*DATA PROVIDED*:
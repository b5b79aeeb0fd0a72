#[cfg(feature = "kiln-dx12")]
use crate::dx12::KilnDeviceContextDx12;
use crate::null::KilnDeviceContextNull;
#[cfg(feature = "kiln-vulkan")]
use crate::vulkan::KilnDeviceContextVulkan;
use crate::{
    KilnBuffer, KilnBufferDef, KilnComputePsoDef, KilnDeviceInfo, KilnGraphicsContext,
    KilnGraphicsPsoDef, KilnPipeline, KilnResult, KilnRootSignature, KilnRootSignatureDef,
    KilnRootSignatureFlags, KilnSampler, KilnSamplerDef, KilnShader, KilnShaderModule,
    KilnShaderModuleDef, KilnShaderStageDef, KilnTexture, KilnTextureDef,
};

/// The device-scoped entry point of the API. Wraps a native device created elsewhere
/// (or nothing at all for the null backend), owns the pipeline caches, and creates
/// every other object. Cheap to clone and shareable across threads.
#[derive(Clone, Debug)]
pub enum KilnDeviceContext {
    Null(KilnDeviceContextNull),
    #[cfg(feature = "kiln-vulkan")]
    Vk(KilnDeviceContextVulkan),
    #[cfg(feature = "kiln-dx12")]
    Dx12(KilnDeviceContextDx12),
}

impl KilnDeviceContext {
    /// A device context backed by no GPU at all. Tracks all binding and state behavior,
    /// performs no native work.
    pub fn new_null() -> Self {
        KilnDeviceContext::Null(KilnDeviceContextNull::new())
    }

    pub fn device_info(&self) -> &KilnDeviceInfo {
        match self {
            KilnDeviceContext::Null(inner) => inner.device_info(),
            #[cfg(feature = "kiln-vulkan")]
            KilnDeviceContext::Vk(inner) => inner.device_info(),
            #[cfg(feature = "kiln-dx12")]
            KilnDeviceContext::Dx12(inner) => inner.device_info(),
        }
    }

    pub fn create_texture(
        &self,
        texture_def: &KilnTextureDef,
    ) -> KilnResult<KilnTexture> {
        Ok(match self {
            KilnDeviceContext::Null(inner) => KilnTexture::Null(inner.create_texture(texture_def)?),
            #[cfg(feature = "kiln-vulkan")]
            KilnDeviceContext::Vk(inner) => KilnTexture::Vk(inner.create_texture(texture_def)?),
            #[cfg(feature = "kiln-dx12")]
            KilnDeviceContext::Dx12(inner) => KilnTexture::Dx12(inner.create_texture(texture_def)?),
        })
    }

    pub fn create_buffer(
        &self,
        buffer_def: &KilnBufferDef,
    ) -> KilnResult<KilnBuffer> {
        Ok(match self {
            KilnDeviceContext::Null(inner) => KilnBuffer::Null(inner.create_buffer(buffer_def)?),
            #[cfg(feature = "kiln-vulkan")]
            KilnDeviceContext::Vk(inner) => KilnBuffer::Vk(inner.create_buffer(buffer_def)?),
            #[cfg(feature = "kiln-dx12")]
            KilnDeviceContext::Dx12(inner) => KilnBuffer::Dx12(inner.create_buffer(buffer_def)?),
        })
    }

    pub fn create_sampler(
        &self,
        sampler_def: &KilnSamplerDef,
    ) -> KilnResult<KilnSampler> {
        Ok(match self {
            KilnDeviceContext::Null(inner) => KilnSampler::Null(inner.create_sampler(sampler_def)?),
            #[cfg(feature = "kiln-vulkan")]
            KilnDeviceContext::Vk(inner) => KilnSampler::Vk(inner.create_sampler(sampler_def)?),
            #[cfg(feature = "kiln-dx12")]
            KilnDeviceContext::Dx12(inner) => KilnSampler::Dx12(inner.create_sampler(sampler_def)?),
        })
    }

    pub fn create_shader_module(
        &self,
        shader_module_def: KilnShaderModuleDef,
    ) -> KilnResult<KilnShaderModule> {
        Ok(match self {
            KilnDeviceContext::Null(inner) => {
                KilnShaderModule::Null(inner.create_shader_module(shader_module_def)?)
            }
            #[cfg(feature = "kiln-vulkan")]
            KilnDeviceContext::Vk(inner) => {
                KilnShaderModule::Vk(inner.create_shader_module(shader_module_def)?)
            }
            #[cfg(feature = "kiln-dx12")]
            KilnDeviceContext::Dx12(inner) => {
                KilnShaderModule::Dx12(inner.create_shader_module(shader_module_def)?)
            }
        })
    }

    pub fn create_shader(
        &self,
        stage_def: &KilnShaderStageDef,
    ) -> KilnResult<KilnShader> {
        Ok(match self {
            KilnDeviceContext::Null(inner) => KilnShader::Null(inner.create_shader(stage_def)?),
            #[cfg(feature = "kiln-vulkan")]
            KilnDeviceContext::Vk(inner) => KilnShader::Vk(inner.create_shader(stage_def)?),
            #[cfg(feature = "kiln-dx12")]
            KilnDeviceContext::Dx12(inner) => KilnShader::Dx12(inner.create_shader(stage_def)?),
        })
    }

    /// Finalizes a root signature def into an immutable layout. Panics if the def has
    /// unconfigured parameters, ranges, or static samplers.
    pub fn create_root_signature(
        &self,
        root_signature_def: &KilnRootSignatureDef,
        name: &str,
        flags: KilnRootSignatureFlags,
    ) -> KilnResult<KilnRootSignature> {
        Ok(match self {
            KilnDeviceContext::Null(inner) => {
                KilnRootSignature::Null(inner.create_root_signature(root_signature_def, name, flags)?)
            }
            #[cfg(feature = "kiln-vulkan")]
            KilnDeviceContext::Vk(inner) => {
                KilnRootSignature::Vk(inner.create_root_signature(root_signature_def, name, flags)?)
            }
            #[cfg(feature = "kiln-dx12")]
            KilnDeviceContext::Dx12(inner) => KilnRootSignature::Dx12(
                inner.create_root_signature(root_signature_def, name, flags)?,
            ),
        })
    }

    pub fn create_graphics_context(&self) -> KilnResult<KilnGraphicsContext> {
        KilnGraphicsContext::new(self)
    }

    pub(crate) fn get_or_create_graphics_pipeline(
        &self,
        hash: u64,
        def: &KilnGraphicsPsoDef,
    ) -> KilnResult<KilnPipeline> {
        match self {
            KilnDeviceContext::Null(inner) => inner.get_or_create_graphics_pipeline(hash, def),
            #[cfg(feature = "kiln-vulkan")]
            KilnDeviceContext::Vk(inner) => inner.get_or_create_graphics_pipeline(hash, def),
            #[cfg(feature = "kiln-dx12")]
            KilnDeviceContext::Dx12(inner) => inner.get_or_create_graphics_pipeline(hash, def),
        }
    }

    pub(crate) fn get_or_create_compute_pipeline(
        &self,
        hash: u64,
        def: &KilnComputePsoDef,
    ) -> KilnResult<KilnPipeline> {
        match self {
            KilnDeviceContext::Null(inner) => inner.get_or_create_compute_pipeline(hash, def),
            #[cfg(feature = "kiln-vulkan")]
            KilnDeviceContext::Vk(inner) => inner.get_or_create_compute_pipeline(hash, def),
            #[cfg(feature = "kiln-dx12")]
            KilnDeviceContext::Dx12(inner) => inner.get_or_create_compute_pipeline(hash, def),
        }
    }

    /// Number of distinct native pipelines currently cached on this device
    pub fn cached_pipeline_count(&self) -> usize {
        match self {
            KilnDeviceContext::Null(inner) => inner.cached_pipeline_count(),
            #[cfg(feature = "kiln-vulkan")]
            KilnDeviceContext::Vk(inner) => inner.cached_pipeline_count(),
            #[cfg(feature = "kiln-dx12")]
            KilnDeviceContext::Dx12(inner) => inner.cached_pipeline_count(),
        }
    }

    /// Drops every cached pipeline. Call during device teardown, after all submitted
    /// work has completed.
    pub fn destroy_all_pipelines(&self) {
        match self {
            KilnDeviceContext::Null(inner) => inner.destroy_all_pipelines(),
            #[cfg(feature = "kiln-vulkan")]
            KilnDeviceContext::Vk(inner) => inner.destroy_all_pipelines(),
            #[cfg(feature = "kiln-dx12")]
            KilnDeviceContext::Dx12(inner) => inner.destroy_all_pipelines(),
        }
    }

    pub fn null_device_context(&self) -> Option<&KilnDeviceContextNull> {
        match self {
            KilnDeviceContext::Null(inner) => Some(inner),
            #[cfg(any(feature = "kiln-vulkan", feature = "kiln-dx12"))]
            _ => None,
        }
    }

    #[cfg(feature = "kiln-vulkan")]
    pub fn vk_device_context(&self) -> Option<&KilnDeviceContextVulkan> {
        match self {
            KilnDeviceContext::Vk(inner) => Some(inner),
            _ => None,
        }
    }

    #[cfg(feature = "kiln-dx12")]
    pub fn dx12_device_context(&self) -> Option<&KilnDeviceContextDx12> {
        match self {
            KilnDeviceContext::Dx12(inner) => Some(inner),
            _ => None,
        }
    }
}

*PROBLEM TO WORK ON*:
Reply with nothing but a number: how many lines of the entries above contain the string "name"?

*REPLY*:
4